Following this, Lycamobile closed its Danish operations and the local subsidiary, Lycamobile Denmark ApS, filed for bankruptcy in 2022. The company subsequently continued to provide services to its Danish customers, effectively transferring the administrative and operational base to its UK entity.

==== Money laundering (India) ====
In May 2023, the Lyca Productions offices were raided by the Indian Enforcement Directorate. The raid resulted in the discovery of "incriminating" evidence reflecting loans and investments made without any due diligence or rationale into the Kallal Group by Pettigo Commercio Internacional LDA, a Portuguese subsidiary of Lycamobile.

==== Tax evasion (Germany) ====
In February 2021 Lycamobile Germany, operating on the Vodafone Network, was found to have not paid over €70m in sales taxes by the Federal Finance Court in Germany.
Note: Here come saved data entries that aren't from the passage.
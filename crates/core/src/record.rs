use serde::{Deserialize, Serialize};

use crate::error::CoreError;
use crate::field_value::{FieldMap, FieldValue};
use crate::ids::{EntityType, Identity, Key, Version};

/// A versioned row as the application sees it.
///
/// A fresh record has no identity until it is saved (or was given a
/// client-assigned key). The version field is plain data here: writing it
/// has no bearing on optimistic lock checks, which use the version captured
/// when the row was loaded.
#[derive(Debug, Clone, PartialEq, Serialize, Deserialize)]
pub struct EntityRecord {
    entity_type: EntityType,
    identity: Option<Identity>,
    version: Version,
    fields: FieldMap,
}

impl EntityRecord {
    pub fn new(entity_type: impl Into<EntityType>) -> Self {
        Self {
            entity_type: entity_type.into(),
            identity: None,
            version: Version::INITIAL,
            fields: FieldMap::new(),
        }
    }

    /// A fresh record whose primary key is chosen by the caller.
    pub fn with_key(entity_type: impl Into<EntityType>, key: impl Into<Key>) -> Self {
        let entity_type = entity_type.into();
        Self {
            identity: Some(Identity::new(entity_type.clone(), key)),
            entity_type,
            version: Version::INITIAL,
            fields: FieldMap::new(),
        }
    }

    pub fn loaded(identity: Identity, version: Version, fields: FieldMap) -> Self {
        Self {
            entity_type: identity.entity_type().clone(),
            identity: Some(identity),
            version,
            fields,
        }
    }

    /// Builder-style field setter.
    pub fn with(mut self, name: &str, value: impl Into<FieldValue>) -> Self {
        self.fields.insert(name.to_string(), value.into());
        self
    }

    pub fn entity_type(&self) -> &EntityType {
        &self.entity_type
    }

    pub fn identity(&self) -> Option<&Identity> {
        self.identity.as_ref()
    }

    pub fn version(&self) -> Version {
        self.version
    }

    pub fn set_version(&mut self, version: Version) {
        self.version = version;
    }

    pub fn get(&self, name: &str) -> Option<&FieldValue> {
        self.fields.get(name)
    }

    pub fn set(&mut self, name: &str, value: impl Into<FieldValue>) -> Option<FieldValue> {
        self.fields.insert(name.to_string(), value.into())
    }

    pub fn remove(&mut self, name: &str) -> Option<FieldValue> {
        self.fields.remove(name)
    }

    pub fn fields(&self) -> &FieldMap {
        &self.fields
    }

    /// Attach the identity produced by an insert. Identities never change
    /// once assigned.
    pub fn assign_identity(&mut self, identity: Identity) -> Result<(), CoreError> {
        if let Some(existing) = &self.identity {
            return Err(CoreError::IdentityAlreadyAssigned(existing.to_string()));
        }
        if identity.entity_type() != &self.entity_type {
            return Err(CoreError::InvalidData(format!(
                "identity {identity} does not belong to entity type {}",
                self.entity_type
            )));
        }
        self.identity = Some(identity);
        Ok(())
    }
}
/// How a mapped attribute relates to its owning entity.
#[derive(Debug, Clone, Copy, PartialEq, Eq, Hash)]
pub enum AttributeClassification {
    Basic,
    Embedded,
    Any,
    ManyToOne,
    OneToOne,
    Collection,
}

impl AttributeClassification {
    pub fn as_str(&self) -> &'static str {
        match self {
            Self::Basic => "basic",
            Self::Embedded => "embedded",
            Self::Any => "any",
            Self::ManyToOne => "many-to-one",
            Self::OneToOne => "one-to-one",
            Self::Collection => "collection",
        }
    }
}

impl std::fmt::Display for AttributeClassification {
    fn fmt(&self, f: &mut std::fmt::Formatter<'_>) -> std::fmt::Result {
        f.write_str(self.as_str())
    }
}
Lycamobile unsuccessfully argued that by the use of a sister company in Ireland, they were able to legally avoid paying the tax.

==== Regulatory failures (Australia) ====
In May 2021, Lycamobile paid A$604,800 after an ACMA investigation found "prolonged and large-scale customer data failures" that compromised public safety. The breaches included:
- Failure to provide accurate customer information for 245,902 subscribers to the Integrated Public Number Database (IPND), which is used by emergency services (Triple Zero).
- Failure to comply with ID check rules for 4,207 prepaid mobile customers when activating services.

In June 2022, the ACMA issued a further penalty of A$186,480 after Lycamobile failed to comply with the court-enforceable undertaking and remedial direction issued in 2021, citing the company's "ongoing disregard for its obligations" by missing deadlines and providing inadequate reports.

Separately, in October 2020, Lycamobile paid A$12,600 after the ACCC issued an infringement notice for alleged false or misleading representations. The company had advertised its unlimited plans on social media, when in fact the plans had a capped data allowance.

==== Freedom of information (Ireland) ====
On 5 May 2016, Lycamobile Ireland Limited was found guilty of the offence of failing to comply with a request for information made by the Commission for Communications Regulation ComReg.

==Data leak==
On 30 September 2023, Lycamobile suffered a global service disruption in most countries, except the US and Ukraine. The disruption was later identified as a cyber attack. On 6 October, the company released a statement to inform customers about the attack, and the data leak as the result of the attack.